Task: The lines from the top of the data down to the line with "use crate::camera::Camera;" should be repeated exactly, both ends included.

Data supplied:

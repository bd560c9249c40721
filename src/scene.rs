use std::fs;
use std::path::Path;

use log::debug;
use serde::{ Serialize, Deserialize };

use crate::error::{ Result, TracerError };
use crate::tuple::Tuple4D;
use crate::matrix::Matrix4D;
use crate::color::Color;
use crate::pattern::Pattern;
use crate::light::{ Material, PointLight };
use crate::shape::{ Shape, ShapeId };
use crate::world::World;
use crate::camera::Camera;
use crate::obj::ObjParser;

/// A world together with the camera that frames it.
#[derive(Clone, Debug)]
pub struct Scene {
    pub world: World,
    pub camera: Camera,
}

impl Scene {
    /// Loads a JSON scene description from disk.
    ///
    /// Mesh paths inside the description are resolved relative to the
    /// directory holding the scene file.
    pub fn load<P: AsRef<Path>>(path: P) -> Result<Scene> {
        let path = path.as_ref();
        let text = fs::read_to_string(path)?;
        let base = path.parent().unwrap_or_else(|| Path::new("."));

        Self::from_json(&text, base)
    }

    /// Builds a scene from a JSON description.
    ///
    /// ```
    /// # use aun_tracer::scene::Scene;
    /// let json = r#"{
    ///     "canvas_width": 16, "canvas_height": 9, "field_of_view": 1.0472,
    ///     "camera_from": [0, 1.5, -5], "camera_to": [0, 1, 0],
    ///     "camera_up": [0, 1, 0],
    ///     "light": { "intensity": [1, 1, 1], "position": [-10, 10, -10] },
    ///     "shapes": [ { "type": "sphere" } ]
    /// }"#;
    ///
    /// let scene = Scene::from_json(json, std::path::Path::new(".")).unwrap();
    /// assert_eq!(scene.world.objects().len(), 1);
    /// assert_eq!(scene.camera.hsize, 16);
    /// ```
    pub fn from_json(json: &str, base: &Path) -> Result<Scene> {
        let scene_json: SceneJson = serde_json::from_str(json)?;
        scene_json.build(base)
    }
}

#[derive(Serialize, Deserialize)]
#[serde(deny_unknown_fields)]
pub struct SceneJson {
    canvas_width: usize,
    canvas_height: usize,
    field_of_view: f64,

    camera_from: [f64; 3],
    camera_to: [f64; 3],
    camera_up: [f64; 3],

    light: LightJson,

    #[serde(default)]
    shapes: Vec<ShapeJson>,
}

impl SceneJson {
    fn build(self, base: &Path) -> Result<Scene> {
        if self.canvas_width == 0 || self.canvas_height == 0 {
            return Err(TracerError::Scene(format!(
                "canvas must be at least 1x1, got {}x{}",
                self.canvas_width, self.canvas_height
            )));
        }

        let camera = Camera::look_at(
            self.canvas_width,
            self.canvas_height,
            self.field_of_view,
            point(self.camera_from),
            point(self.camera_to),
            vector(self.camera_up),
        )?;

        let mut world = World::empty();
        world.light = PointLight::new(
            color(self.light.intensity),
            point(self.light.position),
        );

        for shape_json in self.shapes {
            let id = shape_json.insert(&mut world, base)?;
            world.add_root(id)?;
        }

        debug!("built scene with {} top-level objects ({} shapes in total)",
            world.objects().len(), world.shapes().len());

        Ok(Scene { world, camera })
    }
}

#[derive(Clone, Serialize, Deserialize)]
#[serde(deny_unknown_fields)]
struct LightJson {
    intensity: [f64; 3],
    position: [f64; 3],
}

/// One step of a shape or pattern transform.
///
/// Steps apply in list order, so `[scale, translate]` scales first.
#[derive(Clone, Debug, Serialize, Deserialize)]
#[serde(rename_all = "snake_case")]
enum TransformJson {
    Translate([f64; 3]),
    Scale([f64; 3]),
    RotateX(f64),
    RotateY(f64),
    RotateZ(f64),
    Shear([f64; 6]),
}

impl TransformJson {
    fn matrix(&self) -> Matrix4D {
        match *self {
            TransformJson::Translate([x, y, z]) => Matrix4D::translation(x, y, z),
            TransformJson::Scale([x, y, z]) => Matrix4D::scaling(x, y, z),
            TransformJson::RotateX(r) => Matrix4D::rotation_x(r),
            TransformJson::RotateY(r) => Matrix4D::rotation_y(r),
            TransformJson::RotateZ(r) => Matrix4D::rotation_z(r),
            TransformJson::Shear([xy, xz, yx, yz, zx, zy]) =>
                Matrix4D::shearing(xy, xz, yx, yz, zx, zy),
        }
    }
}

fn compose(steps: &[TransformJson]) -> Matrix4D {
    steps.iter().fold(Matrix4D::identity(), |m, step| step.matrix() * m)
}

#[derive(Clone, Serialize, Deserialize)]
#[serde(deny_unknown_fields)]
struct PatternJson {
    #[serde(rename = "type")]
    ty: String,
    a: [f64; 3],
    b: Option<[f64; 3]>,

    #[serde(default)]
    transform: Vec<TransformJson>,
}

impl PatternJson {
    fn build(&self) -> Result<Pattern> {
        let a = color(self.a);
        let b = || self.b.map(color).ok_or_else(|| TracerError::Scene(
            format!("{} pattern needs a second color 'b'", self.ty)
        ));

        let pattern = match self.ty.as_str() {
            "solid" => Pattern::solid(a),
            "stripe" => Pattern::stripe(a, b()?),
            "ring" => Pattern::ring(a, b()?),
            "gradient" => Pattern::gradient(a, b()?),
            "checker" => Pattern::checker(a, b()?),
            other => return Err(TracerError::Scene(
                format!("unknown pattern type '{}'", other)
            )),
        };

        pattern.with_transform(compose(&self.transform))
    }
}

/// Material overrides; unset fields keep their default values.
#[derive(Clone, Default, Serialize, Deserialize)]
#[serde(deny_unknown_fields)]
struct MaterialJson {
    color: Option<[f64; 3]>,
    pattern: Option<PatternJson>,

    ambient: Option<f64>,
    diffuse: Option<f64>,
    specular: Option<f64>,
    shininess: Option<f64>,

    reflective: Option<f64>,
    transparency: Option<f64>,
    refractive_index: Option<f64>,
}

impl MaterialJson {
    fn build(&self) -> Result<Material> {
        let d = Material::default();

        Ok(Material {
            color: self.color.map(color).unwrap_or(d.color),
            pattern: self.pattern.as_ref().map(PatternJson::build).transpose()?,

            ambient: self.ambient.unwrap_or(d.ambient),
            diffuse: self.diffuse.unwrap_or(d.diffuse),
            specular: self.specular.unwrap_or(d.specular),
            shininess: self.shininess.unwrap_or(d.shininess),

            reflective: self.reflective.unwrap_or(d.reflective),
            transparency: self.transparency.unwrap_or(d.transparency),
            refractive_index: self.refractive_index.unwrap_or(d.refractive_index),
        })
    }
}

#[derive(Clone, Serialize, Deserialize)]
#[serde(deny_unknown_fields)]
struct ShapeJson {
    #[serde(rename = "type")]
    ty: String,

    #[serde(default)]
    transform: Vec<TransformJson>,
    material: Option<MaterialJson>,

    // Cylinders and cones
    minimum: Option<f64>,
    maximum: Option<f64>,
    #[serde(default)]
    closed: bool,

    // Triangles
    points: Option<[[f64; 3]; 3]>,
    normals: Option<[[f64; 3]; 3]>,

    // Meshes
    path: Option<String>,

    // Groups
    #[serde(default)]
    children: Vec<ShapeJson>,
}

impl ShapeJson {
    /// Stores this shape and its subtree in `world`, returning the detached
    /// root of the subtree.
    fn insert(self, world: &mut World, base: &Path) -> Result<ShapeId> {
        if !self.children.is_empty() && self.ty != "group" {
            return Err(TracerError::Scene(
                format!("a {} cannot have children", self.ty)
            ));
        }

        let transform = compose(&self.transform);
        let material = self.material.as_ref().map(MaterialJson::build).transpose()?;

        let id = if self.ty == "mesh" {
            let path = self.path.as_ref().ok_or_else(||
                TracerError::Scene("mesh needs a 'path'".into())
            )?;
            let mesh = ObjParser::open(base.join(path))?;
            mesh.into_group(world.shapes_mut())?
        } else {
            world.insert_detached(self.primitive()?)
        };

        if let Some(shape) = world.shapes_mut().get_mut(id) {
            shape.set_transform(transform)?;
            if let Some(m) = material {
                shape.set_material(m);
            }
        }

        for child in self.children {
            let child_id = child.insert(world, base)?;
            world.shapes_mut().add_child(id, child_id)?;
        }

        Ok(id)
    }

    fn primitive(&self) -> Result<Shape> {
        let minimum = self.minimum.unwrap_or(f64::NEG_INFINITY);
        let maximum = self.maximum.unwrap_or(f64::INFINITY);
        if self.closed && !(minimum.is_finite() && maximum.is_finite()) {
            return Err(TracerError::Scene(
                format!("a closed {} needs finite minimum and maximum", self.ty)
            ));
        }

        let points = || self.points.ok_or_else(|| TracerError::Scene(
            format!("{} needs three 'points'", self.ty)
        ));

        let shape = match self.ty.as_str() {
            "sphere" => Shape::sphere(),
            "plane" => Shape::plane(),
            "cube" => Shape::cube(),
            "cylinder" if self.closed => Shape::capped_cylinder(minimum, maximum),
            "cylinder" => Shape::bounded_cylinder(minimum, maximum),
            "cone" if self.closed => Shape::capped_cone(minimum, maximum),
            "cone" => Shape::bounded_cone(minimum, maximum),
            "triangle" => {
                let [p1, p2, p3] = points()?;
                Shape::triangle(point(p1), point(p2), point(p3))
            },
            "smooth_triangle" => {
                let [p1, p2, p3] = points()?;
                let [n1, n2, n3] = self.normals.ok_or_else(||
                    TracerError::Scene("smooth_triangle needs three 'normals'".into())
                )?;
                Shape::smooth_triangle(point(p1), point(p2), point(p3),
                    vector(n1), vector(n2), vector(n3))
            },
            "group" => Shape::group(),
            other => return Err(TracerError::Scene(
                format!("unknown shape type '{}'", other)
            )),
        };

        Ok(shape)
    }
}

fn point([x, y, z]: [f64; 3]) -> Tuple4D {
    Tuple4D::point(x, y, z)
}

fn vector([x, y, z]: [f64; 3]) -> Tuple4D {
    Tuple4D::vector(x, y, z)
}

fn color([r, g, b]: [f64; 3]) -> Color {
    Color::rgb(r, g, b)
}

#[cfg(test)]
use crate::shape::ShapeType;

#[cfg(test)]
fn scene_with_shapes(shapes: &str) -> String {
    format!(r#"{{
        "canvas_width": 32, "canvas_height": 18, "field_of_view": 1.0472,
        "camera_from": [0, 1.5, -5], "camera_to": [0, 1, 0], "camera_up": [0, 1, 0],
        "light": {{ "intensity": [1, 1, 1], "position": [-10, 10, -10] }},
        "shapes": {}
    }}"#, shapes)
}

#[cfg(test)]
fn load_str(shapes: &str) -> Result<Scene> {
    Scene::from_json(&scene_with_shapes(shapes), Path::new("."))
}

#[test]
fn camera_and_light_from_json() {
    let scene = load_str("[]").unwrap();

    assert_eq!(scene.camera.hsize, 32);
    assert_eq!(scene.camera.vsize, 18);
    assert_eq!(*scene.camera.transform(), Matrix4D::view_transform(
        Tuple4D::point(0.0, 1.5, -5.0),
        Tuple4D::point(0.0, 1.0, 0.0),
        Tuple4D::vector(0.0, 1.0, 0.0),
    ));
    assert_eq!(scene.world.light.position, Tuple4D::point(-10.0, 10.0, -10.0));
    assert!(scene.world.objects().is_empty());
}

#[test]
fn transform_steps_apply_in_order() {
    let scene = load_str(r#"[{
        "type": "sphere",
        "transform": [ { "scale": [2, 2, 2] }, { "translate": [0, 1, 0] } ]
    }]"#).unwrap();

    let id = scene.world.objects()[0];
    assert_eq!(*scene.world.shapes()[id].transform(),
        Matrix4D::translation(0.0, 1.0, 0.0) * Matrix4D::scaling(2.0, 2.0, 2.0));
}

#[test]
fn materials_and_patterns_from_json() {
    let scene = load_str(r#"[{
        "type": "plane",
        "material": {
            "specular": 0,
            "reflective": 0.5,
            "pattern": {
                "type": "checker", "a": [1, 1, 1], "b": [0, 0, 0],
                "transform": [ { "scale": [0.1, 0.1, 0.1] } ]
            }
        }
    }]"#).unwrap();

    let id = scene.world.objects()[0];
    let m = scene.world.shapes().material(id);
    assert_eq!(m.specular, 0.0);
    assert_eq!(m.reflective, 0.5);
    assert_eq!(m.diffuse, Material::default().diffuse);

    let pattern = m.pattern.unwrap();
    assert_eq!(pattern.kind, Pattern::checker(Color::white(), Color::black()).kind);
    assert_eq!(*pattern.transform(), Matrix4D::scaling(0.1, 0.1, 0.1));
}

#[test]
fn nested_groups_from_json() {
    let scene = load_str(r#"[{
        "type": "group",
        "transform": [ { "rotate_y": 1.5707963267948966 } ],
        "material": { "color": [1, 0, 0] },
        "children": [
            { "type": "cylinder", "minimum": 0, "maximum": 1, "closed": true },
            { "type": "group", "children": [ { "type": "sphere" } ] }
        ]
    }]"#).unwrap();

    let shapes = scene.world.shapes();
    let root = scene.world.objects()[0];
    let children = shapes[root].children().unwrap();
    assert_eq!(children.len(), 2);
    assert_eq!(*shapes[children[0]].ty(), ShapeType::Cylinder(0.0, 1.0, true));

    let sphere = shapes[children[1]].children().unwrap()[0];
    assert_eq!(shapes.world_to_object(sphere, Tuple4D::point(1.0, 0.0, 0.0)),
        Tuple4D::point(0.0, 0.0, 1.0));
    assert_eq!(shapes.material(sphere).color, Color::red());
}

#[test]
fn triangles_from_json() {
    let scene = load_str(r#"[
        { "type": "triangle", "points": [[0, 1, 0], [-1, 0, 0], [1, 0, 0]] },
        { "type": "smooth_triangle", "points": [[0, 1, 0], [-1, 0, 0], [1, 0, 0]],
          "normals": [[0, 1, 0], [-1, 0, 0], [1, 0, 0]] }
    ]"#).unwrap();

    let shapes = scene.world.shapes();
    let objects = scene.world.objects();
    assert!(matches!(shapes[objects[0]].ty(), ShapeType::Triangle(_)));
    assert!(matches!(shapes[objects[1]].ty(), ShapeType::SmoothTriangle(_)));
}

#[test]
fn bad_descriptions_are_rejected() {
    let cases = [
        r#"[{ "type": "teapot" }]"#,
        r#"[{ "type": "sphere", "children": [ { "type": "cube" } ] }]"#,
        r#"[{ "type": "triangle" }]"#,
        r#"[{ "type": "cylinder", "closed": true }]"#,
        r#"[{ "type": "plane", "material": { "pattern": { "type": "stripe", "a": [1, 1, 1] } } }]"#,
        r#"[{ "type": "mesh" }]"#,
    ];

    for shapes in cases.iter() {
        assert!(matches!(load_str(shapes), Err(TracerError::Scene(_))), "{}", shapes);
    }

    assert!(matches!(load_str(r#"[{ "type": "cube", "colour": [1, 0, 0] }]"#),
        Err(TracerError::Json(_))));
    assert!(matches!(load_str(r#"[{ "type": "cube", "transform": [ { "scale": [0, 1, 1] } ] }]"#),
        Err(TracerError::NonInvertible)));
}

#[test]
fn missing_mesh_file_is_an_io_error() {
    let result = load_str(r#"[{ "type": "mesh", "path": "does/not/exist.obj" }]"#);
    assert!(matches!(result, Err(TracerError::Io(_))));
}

Response area:
repository bd560c9249c40721
filename src/scene.rs
use std::fs;
use std::path::Path;

use log::debug;
use serde::{ Serialize, Deserialize };

use crate::error::{ Result, TracerError };
use crate::tuple::Tuple4D;
use crate::matrix::Matrix4D;
use crate::color::Color;
use crate::pattern::Pattern;
use crate::light::{ Material, PointLight };
use crate::shape::{ Shape, ShapeId };
use crate::world::World;
use crate::camera::Camera;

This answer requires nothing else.